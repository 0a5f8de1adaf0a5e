//! Multi-buffered frame pipeline.
//!
//! [`FramePipeline`] owns a ring of `num_buffers` frame slots. Each slot holds
//! the fence, command buffers and transfer staging state of one frame in
//! flight. A frame runs through:
//!
//! ```text
//! advance() ─► start() ─► record() ─► submit() ─► finish()
//!              │           │           │
//!              │           │           └ transfers, then render waiting on
//!              │           │             their semaphores; signals the fence
//!              │           └ recorders (secondaries on worker threads)
//!              └ waits for the slot's fence from num_buffers frames ago
//! ```
//!
//! # Frame Overlap
//!
//! With 3 buffers, the CPU may record up to two frames ahead of the GPU:
//!
//! ```text
//! Slot 0: [Frame 0] ──► [Frame 3] ──► [Frame 6] ──►
//! Slot 1: [Frame 1] ──► [Frame 4] ──► [Frame 7] ──►
//! Slot 2: [Frame 2] ──► [Frame 5] ──► [Frame 8] ──►
//! ```
//!
//! `start()` is the only place the CPU blocks on GPU progress. Once it
//! returns, the slot's command buffers and staging memory are free to
//! overwrite.
//!
//! # Relative Indices
//!
//! `index(0)` is the slot used by the current frame, `index(1)` the slot used
//! by the previous frame, and so on; `index(num_buffers)` wraps back to
//! `index(0)`.
//!
//! # Example
//!
//! ```
//! use arbor_core::FrameStamp;
//! use arbor_graphics::{DeviceParameters, FramePipeline, GraphicsDevice, PipelineParameters};
//! use arbor_graphics::pipeline::recorder_fn;
//!
//! let device = GraphicsDevice::new(DeviceParameters::new()).unwrap();
//! let mut pipeline = FramePipeline::new(device, PipelineParameters::new()).unwrap();
//! pipeline.add_recorder(recorder_fn(|_encoder, _frame| Ok(())));
//!
//! let mut frame = FrameStamp::new();
//! for _ in 0..5 {
//!     pipeline.advance();
//!     pipeline.execute(frame).unwrap();
//!     frame = frame.next_at(std::time::Instant::now(), frame.time);
//! }
//! pipeline.wait_idle().unwrap();
//! ```

mod record;
mod slot;
mod transfer;

pub use record::{CommandRecorder, recorder_fn};
pub use transfer::TransferTask;

use std::sync::Arc;
use std::time::{Duration, Instant};

use arbor_core::FrameStamp;
use arbor_core::profiling::{frame_mark, profile_scope};

use crate::command::RecordedCommandBuffers;
use crate::device::GraphicsDevice;
use crate::error::GraphicsError;
use crate::queue::Submission;
use crate::sync::{Fence, Semaphore};
use crate::types::QueueKind;

use slot::FrameSlot;

/// Parameters for [`FramePipeline::new`].
#[derive(Debug, Clone, PartialEq, Eq)]
pub struct PipelineParameters {
    /// Number of frame slots.
    pub num_buffers: usize,
    /// How long `start()` waits before logging a warning and waiting again.
    pub fence_timeout: Duration,
    /// Queue the render submission goes to.
    pub queue: QueueKind,
    /// Signal the slot semaphore on every render submission.
    ///
    /// Only useful when something (a presentation engine, another pipeline)
    /// waits on [`FramePipeline::semaphore`] each frame.
    pub signal_frame_semaphore: bool,
}

impl Default for PipelineParameters {
    fn default() -> Self {
        Self {
            num_buffers: 3,
            fence_timeout: Duration::from_secs(1),
            queue: QueueKind::Graphics,
            signal_frame_semaphore: false,
        }
    }
}

impl PipelineParameters {
    pub fn new() -> Self {
        Self::default()
    }

    pub fn with_num_buffers(mut self, num_buffers: usize) -> Self {
        self.num_buffers = num_buffers;
        self
    }

    pub fn with_fence_timeout(mut self, timeout: Duration) -> Self {
        self.fence_timeout = timeout;
        self
    }

    pub fn with_queue(mut self, queue: QueueKind) -> Self {
        self.queue = queue;
        self
    }

    pub fn with_signal_frame_semaphore(mut self, signal: bool) -> Self {
        self.signal_frame_semaphore = signal;
        self
    }
}

/// Records and submits frames through a ring of frame slots.
///
/// # Thread Safety
///
/// Driven from one thread; `&mut self` methods enforce it. Secondary
/// recorders run on scoped worker threads inside [`record`](Self::record).
pub struct FramePipeline {
    device: Arc<GraphicsDevice>,
    parameters: PipelineParameters,
    slots: Vec<FrameSlot>,
    current_frame_index: usize,
    frame_count: u64,
    recorders: Vec<Arc<dyn CommandRecorder>>,
    secondary_recorders: Vec<Arc<dyn CommandRecorder>>,
    early_transfer: Arc<TransferTask>,
    late_transfer: Arc<TransferTask>,
    wait_semaphores: Vec<Arc<Semaphore>>,
    signal_semaphores: Vec<Arc<Semaphore>>,
}

impl FramePipeline {
    /// Create a pipeline and its frame slots.
    ///
    /// The early and late transfer tasks submit to the transfer queue.
    pub fn new(
        device: Arc<GraphicsDevice>,
        parameters: PipelineParameters,
    ) -> Result<Self, GraphicsError> {
        let num_buffers = parameters.num_buffers;
        if num_buffers == 0 {
            return Err(GraphicsError::InvalidParameter(
                "num_buffers must be at least 1".to_string(),
            ));
        }

        let slots = (0..num_buffers)
            .map(|_| FrameSlot::new(&device, parameters.queue))
            .collect::<Result<Vec<_>, _>>()?;
        let early_transfer = Arc::new(TransferTask::new(
            Arc::clone(&device),
            num_buffers,
            QueueKind::Transfer,
        )?);
        let late_transfer = Arc::new(TransferTask::new(
            Arc::clone(&device),
            num_buffers,
            QueueKind::Transfer,
        )?);

        log::debug!("Created frame pipeline with {num_buffers} buffers");

        Ok(Self {
            device,
            parameters,
            slots,
            // The first advance() lands on slot 0.
            current_frame_index: num_buffers - 1,
            frame_count: 0,
            recorders: Vec::new(),
            secondary_recorders: Vec::new(),
            early_transfer,
            late_transfer,
            wait_semaphores: Vec::new(),
            signal_semaphores: Vec::new(),
        })
    }

    pub fn device(&self) -> &Arc<GraphicsDevice> {
        &self.device
    }

    pub fn parameters(&self) -> &PipelineParameters {
        &self.parameters
    }

    /// Number of frame slots.
    pub fn num_buffers(&self) -> usize {
        self.slots.len()
    }

    /// Number of `advance()` calls so far.
    pub fn frame_count(&self) -> u64 {
        self.frame_count
    }

    /// Move to the next frame slot. Call once per frame, before `start()`.
    pub fn advance(&mut self) {
        self.current_frame_index = (self.current_frame_index + 1) % self.slots.len();
        self.frame_count += 1;
        log::trace!(
            "Advance to frame {} (slot {})",
            self.frame_count,
            self.current_frame_index
        );
    }

    /// Slot used `relative` frames ago; 0 is the current frame.
    pub fn index(&self, relative: usize) -> usize {
        let n = self.slots.len();
        (self.current_frame_index + n - relative % n) % n
    }

    /// Fence of the slot used `relative` frames ago.
    pub fn fence(&self, relative: usize) -> &Fence {
        &self.slots[self.index(relative)].fence
    }

    /// Semaphore of the slot used `relative` frames ago.
    pub fn semaphore(&self, relative: usize) -> &Arc<Semaphore> {
        &self.slots[self.index(relative)].semaphore
    }

    /// Frame number last submitted from the slot used `relative` frames ago.
    pub fn submitted_frame(&self, relative: usize) -> Option<u64> {
        self.slots[self.index(relative)].submitted_frame
    }

    /// Non-blocking check whether the slot used `relative` frames ago has
    /// finished on the GPU.
    pub fn is_slot_ready(&self, relative: usize) -> Result<bool, GraphicsError> {
        self.fence(relative).status()
    }

    /// Add a recorder that runs on the driving thread into the primary
    /// command buffer.
    pub fn add_recorder(&mut self, recorder: Arc<dyn CommandRecorder>) {
        self.recorders.push(recorder);
    }

    /// Add a recorder that runs on a worker thread into its own secondary
    /// command buffer.
    pub fn add_secondary_recorder(&mut self, recorder: Arc<dyn CommandRecorder>) {
        self.secondary_recorders.push(recorder);
    }

    /// Transfer task whose copies are recorded in `start()`.
    pub fn early_transfer(&self) -> &Arc<TransferTask> {
        &self.early_transfer
    }

    /// Transfer task whose copies are recorded in `submit()`, after the
    /// recorders had a chance to modify data.
    pub fn late_transfer(&self) -> &Arc<TransferTask> {
        &self.late_transfer
    }

    pub fn set_early_transfer(&mut self, task: Arc<TransferTask>) -> Result<(), GraphicsError> {
        self.check_transfer(&task)?;
        self.early_transfer = task;
        Ok(())
    }

    pub fn set_late_transfer(&mut self, task: Arc<TransferTask>) -> Result<(), GraphicsError> {
        self.check_transfer(&task)?;
        self.late_transfer = task;
        Ok(())
    }

    /// Make every render submission wait on `semaphore`.
    pub fn add_wait_semaphore(&mut self, semaphore: Arc<Semaphore>) {
        self.wait_semaphores.push(semaphore);
    }

    /// Make every render submission signal `semaphore`.
    pub fn add_signal_semaphore(&mut self, semaphore: Arc<Semaphore>) {
        self.signal_semaphores.push(semaphore);
    }

    /// Wait until the current slot's previous submission has completed, then
    /// reset its fence and record early transfers.
    ///
    /// Loops on `fence_timeout`, logging a warning each time it elapses.
    /// Device loss and other failures are returned unchanged.
    pub fn start(&mut self) -> Result<(), GraphicsError> {
        profile_scope!("FramePipeline::start");

        let index = self.index(0);
        let slot = &self.slots[index];
        if slot.fence.has_dependencies() {
            let began = Instant::now();
            while !slot.fence.wait(self.parameters.fence_timeout)? {
                log::warn!(
                    "FramePipeline: slot {index} (frame {:?}) still busy after {:?}",
                    slot.submitted_frame,
                    began.elapsed()
                );
            }
            log::trace!("FramePipeline: slot {index} free after {:?}", began.elapsed());
        }
        slot.fence.reset()?;

        self.early_transfer.record(index)?;
        Ok(())
    }

    /// Record the current slot's command buffers and append the primary to
    /// `recorded`.
    pub fn record(
        &mut self,
        recorded: &RecordedCommandBuffers,
        frame: FrameStamp,
    ) -> Result<(), GraphicsError> {
        profile_scope!("FramePipeline::record");

        let index = self.index(0);
        let queue = self.parameters.queue;
        let slot = &mut self.slots[index];
        slot.ensure_secondaries(&self.device, queue, self.secondary_recorders.len())?;

        let secondaries: Vec<_> = self
            .secondary_recorders
            .iter()
            .zip(&slot.secondary_command_buffers)
            .map(|(recorder, cmd)| (Arc::clone(recorder), Arc::clone(cmd)))
            .collect();

        record::record_frame(&slot.command_buffer, &self.recorders, &secondaries, frame)?;
        recorded.add(Arc::clone(&slot.command_buffer));
        Ok(())
    }

    /// Submit transfers and then `recorded`, signaling the current slot's fence.
    ///
    /// The render submission waits on the semaphores of any transfer that
    /// had work this frame.
    pub fn submit(
        &mut self,
        recorded: &RecordedCommandBuffers,
        frame: FrameStamp,
    ) -> Result<(), GraphicsError> {
        profile_scope!("FramePipeline::submit");

        let index = self.index(0);
        self.late_transfer.record(index)?;

        let mut wait_semaphores = Vec::with_capacity(self.wait_semaphores.len() + 2);
        if let Some(semaphore) = self.early_transfer.submit(index)? {
            wait_semaphores.push(semaphore);
        }
        if let Some(semaphore) = self.late_transfer.submit(index)? {
            wait_semaphores.push(semaphore);
        }
        wait_semaphores.extend(self.wait_semaphores.iter().cloned());

        let slot = &mut self.slots[index];
        let mut signal_semaphores = self.signal_semaphores.clone();
        if self.parameters.signal_frame_semaphore {
            signal_semaphores.push(Arc::clone(&slot.semaphore));
        }

        let command_buffers = recorded.snapshot();
        self.device.queue(self.parameters.queue).submit(&Submission {
            command_buffers: &command_buffers,
            wait_semaphores: &wait_semaphores,
            signal_semaphores: &signal_semaphores,
            fence: Some(&slot.fence),
        })?;
        slot.submitted_frame = Some(frame.frame_count);

        log::trace!(
            "FramePipeline: submitted frame {} from slot {index} ({} command buffers, {} waits)",
            frame.frame_count,
            command_buffers.len(),
            wait_semaphores.len()
        );
        frame_mark!();
        Ok(())
    }

    /// Clear per-submission state.
    pub fn finish(&mut self, recorded: &RecordedCommandBuffers) {
        let index = self.index(0);
        recorded.clear();
        self.early_transfer.finish(index);
        self.late_transfer.finish(index);
    }

    /// Run `start`, `record`, `submit` and `finish` for the current slot.
    ///
    /// Call [`advance`](Self::advance) first.
    pub fn execute(&mut self, frame: FrameStamp) -> Result<(), GraphicsError> {
        let recorded = RecordedCommandBuffers::new();
        let result = self.execute_with(&recorded, frame);
        self.finish(&recorded);
        result
    }

    fn execute_with(
        &mut self,
        recorded: &RecordedCommandBuffers,
        frame: FrameStamp,
    ) -> Result<(), GraphicsError> {
        self.start()?;
        self.record(recorded, frame)?;
        self.submit(recorded, frame)
    }

    /// Block until every submitted slot has completed.
    pub fn wait_idle(&self) -> Result<(), GraphicsError> {
        profile_scope!("FramePipeline::wait_idle");

        for (index, slot) in self.slots.iter().enumerate() {
            if !slot.fence.has_dependencies() {
                continue;
            }
            let began = Instant::now();
            while !slot.fence.wait(self.parameters.fence_timeout)? {
                log::warn!(
                    "FramePipeline: waiting for slot {index} to drain ({:?})",
                    began.elapsed()
                );
            }
        }
        log::trace!("FramePipeline: idle");
        Ok(())
    }

    fn check_transfer(&self, task: &TransferTask) -> Result<(), GraphicsError> {
        if task.num_buffers() != self.slots.len() {
            return Err(GraphicsError::InvalidParameter(format!(
                "transfer task has {} buffers, pipeline has {}",
                task.num_buffers(),
                self.slots.len()
            )));
        }
        Ok(())
    }
}

impl Drop for FramePipeline {
    fn drop(&mut self) {
        if let Err(e) = self.wait_idle() {
            log::error!("FramePipeline: failed to drain frames on drop: {e}");
        }
    }
}

impl std::fmt::Debug for FramePipeline {
    fn fmt(&self, f: &mut std::fmt::Formatter<'_>) -> std::fmt::Result {
        f.debug_struct("FramePipeline")
            .field("num_buffers", &self.slots.len())
            .field("current_frame_index", &self.current_frame_index)
            .field("frame_count", &self.frame_count)
            .field("recorders", &self.recorders.len())
            .field("secondary_recorders", &self.secondary_recorders.len())
            .finish()
    }
}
◇ ◇ ◇ ◇ ◇
# Work to be completed
Lines of the listing above that contain the word "until" must all be copied.

# Task result
    /// Wait until the current slot's previous submission has completed, then
    /// Block until every submitted slot has completed.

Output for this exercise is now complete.